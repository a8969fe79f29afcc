/*
MIT License

Copyright (c) 2024 Philipp Schuster

Permission is hereby granted, free of charge, to any person obtaining a copy
of this software and associated documentation files (the "Software"), to deal
in the Software without restriction, including without limitation the rights
to use, copy, modify, merge, publish, distribute, sublicense, and/or sell
copies of the Software, and to permit persons to whom the Software is
furnished to do so, subject to the following conditions:

The above copyright notice and this permission notice shall be included in all
copies or substantial portions of the Software.

THE SOFTWARE IS PROVIDED "AS IS", WITHOUT WARRANTY OF ANY KIND, EXPRESS OR
IMPLIED, INCLUDING BUT NOT LIMITED TO THE WARRANTIES OF MERCHANTABILITY,
FITNESS FOR A PARTICULAR PURPOSE AND NONINFRINGEMENT. IN NO EVENT SHALL THE
AUTHORS OR COPYRIGHT HOLDERS BE LIABLE FOR ANY CLAIM, DAMAGES OR OTHER
LIABILITY, WHETHER IN AN ACTION OF CONTRACT, TORT OR OTHERWISE, ARISING FROM,
OUT OF OR IN CONNECTION WITH THE SOFTWARE OR THE USE OR OTHER DEALINGS IN THE
SOFTWARE.
*/
//! Module for [`BandLimiter`].
//!
//! Beats, or kicks, generally occur around the 100 to 150 Hz range. A
//! lowpass filter removes most of the song, a subsequent highpass filter
//! removes the bassline. What remains is mostly the kick drum.

use biquad::{Biquad, Coefficients, DirectForm1, Type};
use thiserror::Error;

/// Default cutoff frequency of the lowpass filter.
pub const LOWPASS_CUTOFF_HZ: f32 = 150.0;

/// Default cutoff frequency of the highpass filter.
pub const HIGHPASS_CUTOFF_HZ: f32 = 100.0;

/// Default Q value of both filters.
pub const FILTER_Q: f32 = 1.0;

/// Possible errors when working with [`FilterFrequencies`].
#[derive(Debug, Clone, PartialEq, Error)]
pub enum InvalidFrequencyError {
    /// The value is NaN, infinite, zero, or negative.
    #[error("frequency {0} Hz is not a positive finite value")]
    NotPositive(f32),
    /// The cutoff frequency doesn't fulfill the Nyquist rule.
    #[error("invalid cutoff frequency: {0} Hz * 2 >= sampling rate ({1} Hz)")]
    AboveNyquist(f32, f32),
    /// The Q value is NaN, infinite, zero, or negative.
    #[error("Q value {0} is not a positive finite value")]
    InvalidQ(f32),
    /// The filter coefficients can't be calculated for the cutoff frequency.
    #[error("biquad rejected the filter parameters for cutoff frequency {0} Hz")]
    Rejected(f32),
}

/// Represents a validated combination of sample rate, cutoff frequency,
/// and Q value for a single biquad filter.
#[derive(Debug, Clone, Copy, PartialEq)]
pub struct FilterFrequencies {
    sample_rate_hz: f32,
    cutoff_fr_hz: f32,
    q: f32,
}

impl FilterFrequencies {
    /// Creates a new struct of validated filter parameters.
    pub fn new(sample_rate_hz: f32, cutoff_fr_hz: f32, q: f32) -> Result<Self, InvalidFrequencyError> {
        for value in [sample_rate_hz, cutoff_fr_hz] {
            if !value.is_finite() || value <= 0.0 {
                return Err(InvalidFrequencyError::NotPositive(value));
            }
        }
        if !q.is_finite() || q <= 0.0 {
            return Err(InvalidFrequencyError::InvalidQ(q));
        }

        // Check Nyquist
        if cutoff_fr_hz * 2.0 >= sample_rate_hz {
            return Err(InvalidFrequencyError::AboveNyquist(
                cutoff_fr_hz,
                sample_rate_hz,
            ));
        }

        Ok(Self {
            sample_rate_hz,
            cutoff_fr_hz,
            q,
        })
    }

    /// Returns the sample rate (Hz).
    #[must_use]
    pub const fn sample_rate_hz(&self) -> f32 {
        self.sample_rate_hz
    }

    /// Returns the cutoff frequency (Hz).
    #[must_use]
    pub const fn cutoff_fr_hz(&self) -> f32 {
        self.cutoff_fr_hz
    }

    /// Returns the Q value.
    #[must_use]
    pub const fn q(&self) -> f32 {
        self.q
    }

    /// Returns the cutoff frequency relative to the Nyquist frequency, in
    /// `(0, 1)`.
    #[must_use]
    pub fn normalized_cutoff(&self) -> f32 {
        2.0 * self.cutoff_fr_hz / self.sample_rate_hz
    }

    /// Creates a properly configured [`biquad`] filter acting as lowpass
    /// or highpass filter.
    fn create_biquad_filter(&self, pass: Pass) -> Result<DirectForm1<f32>, InvalidFrequencyError> {
        // `Coefficients::from_params` of biquad 0.5 places the cutoff at a
        // quarter of the given frequency, hence the normalized variant.
        let f0 = self.normalized_cutoff();

        let coefficients = match pass {
            Pass::Low => Coefficients::<f32>::from_normalized_params(Type::LowPass, f0, self.q),
            Pass::High => Coefficients::<f32>::from_normalized_params(Type::HighPass, f0, self.q),
        }
        .map_err(|_| InvalidFrequencyError::Rejected(self.cutoff_fr_hz))?;
        Ok(DirectForm1::<f32>::new(coefficients))
    }
}

#[derive(Debug, Clone, Copy)]
enum Pass {
    Low,
    High,
}

/// How the filter state is shared between the channels of interleaved audio.
#[derive(Debug, Clone, Copy, Default, PartialEq, Eq)]
pub enum FilterStateMode {
    /// One filter pair runs over all samples of channel 0, then continues
    /// with its state over all samples of channel 1, and so on. State from
    /// one channel bleeds into the beginning of the next one.
    #[default]
    Shared,
    /// Each channel is filtered by a freshly reset filter pair.
    PerChannel,
}

/// Parameters for a filter with one of the built-in cutoff frequencies.
///
/// Audio with a sample rate of at most twice the cutoff frequency can't be
/// filtered at that frequency. Instead of failing, `None` is returned and
/// the stage is skipped.
pub fn default_stage(
    sample_rate_hz: f32,
    cutoff_fr_hz: f32,
    q: f32,
) -> Result<Option<FilterFrequencies>, InvalidFrequencyError> {
    match FilterFrequencies::new(sample_rate_hz, cutoff_fr_hz, q) {
        Ok(frequencies) => Ok(Some(frequencies)),
        Err(InvalidFrequencyError::AboveNyquist(..)) => {
            log::warn!(
                "skipping the {cutoff_fr_hz} Hz filter: sample rate of {sample_rate_hz} Hz is too low"
            );
            Ok(None)
        }
        Err(e) => Err(e),
    }
}

/// Lowpass filter followed by a highpass filter, applied in place on
/// interleaved audio. A missing stage passes the samples through.
#[derive(Debug)]
pub struct BandLimiter {
    lowpass: Option<DirectForm1<f32>>,
    highpass: Option<DirectForm1<f32>>,
    mode: FilterStateMode,
}

impl BandLimiter {
    /// Creates a new band limiter from validated filter parameters. A stage
    /// without parameters is skipped.
    pub fn new(
        lowpass: Option<FilterFrequencies>,
        highpass: Option<FilterFrequencies>,
        mode: FilterStateMode,
    ) -> Result<Self, InvalidFrequencyError> {
        Ok(Self {
            lowpass: lowpass
                .map(|lowpass| lowpass.create_biquad_filter(Pass::Low))
                .transpose()?,
            highpass: highpass
                .map(|highpass| highpass.create_biquad_filter(Pass::High))
                .transpose()?,
            mode,
        })
    }

    /// Creates the band limiter with the default cutoff frequencies of
    /// [`LOWPASS_CUTOFF_HZ`] and [`HIGHPASS_CUTOFF_HZ`]. See
    /// [`default_stage`] for low sample rates.
    pub fn with_defaults(sample_rate_hz: f32) -> Result<Self, InvalidFrequencyError> {
        let lowpass = default_stage(sample_rate_hz, LOWPASS_CUTOFF_HZ, FILTER_Q)?;
        let highpass = default_stage(sample_rate_hz, HIGHPASS_CUTOFF_HZ, FILTER_Q)?;
        Self::new(lowpass, highpass, FilterStateMode::default())
    }

    /// Returns `true` if the lowpass and the highpass stage are both active.
    #[must_use]
    pub const fn is_complete(&self) -> bool {
        self.lowpass.is_some() && self.highpass.is_some()
    }

    /// Filters the interleaved samples in place, channel by channel.
    ///
    /// Samples of a trailing partial frame are left untouched.
    pub fn apply(&mut self, samples: &mut [f32], channels: usize) {
        debug_assert!(channels > 0);
        let usable = samples.len() / channels * channels;
        let samples = &mut samples[..usable];

        for ch in 0..channels {
            if self.mode == FilterStateMode::PerChannel {
                self.reset();
            }
            for sample in samples.iter_mut().skip(ch).step_by(channels) {
                *sample = self.process(*sample);
            }
        }
    }

    /// Runs one sample through the lowpass and then the highpass filter and
    /// updates the internal state.
    #[inline]
    pub fn process(&mut self, sample: f32) -> f32 {
        let sample = self.lowpass.as_mut().map_or(sample, |lowpass| lowpass.run(sample));
        self.highpass.as_mut().map_or(sample, |highpass| highpass.run(sample))
    }

    /// Resets the state of both filters.
    pub fn reset(&mut self) {
        for filter in [&mut self.lowpass, &mut self.highpass].into_iter().flatten() {
            filter.reset_state();
        }
    }

    /// Returns the [`FilterStateMode`].
    #[must_use]
    pub const fn mode(&self) -> FilterStateMode {
        self.mode
    }
}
::::::::
**Exercise aim**: Restate word for word each line of the data from the one with "let samples = &mut samples[..usable];" to the last, keeping both ends.

**Exercise answer**:
        let samples = &mut samples[..usable];

        for ch in 0..channels {
            if self.mode == FilterStateMode::PerChannel {
                self.reset();
            }
            for sample in samples.iter_mut().skip(ch).step_by(channels) {
                *sample = self.process(*sample);
            }
        }
    }

    /// Runs one sample through the lowpass and then the highpass filter and
    /// updates the internal state.
    #[inline]
    pub fn process(&mut self, sample: f32) -> f32 {
        let sample = self.lowpass.as_mut().map_or(sample, |lowpass| lowpass.run(sample));
        self.highpass.as_mut().map_or(sample, |highpass| highpass.run(sample))
    }

    /// Resets the state of both filters.
    pub fn reset(&mut self) {
        for filter in [&mut self.lowpass, &mut self.highpass].into_iter().flatten() {
            filter.reset_state();
        }
    }

    /// Returns the [`FilterStateMode`].
    #[must_use]
    pub const fn mode(&self) -> FilterStateMode {
        self.mode
    }
}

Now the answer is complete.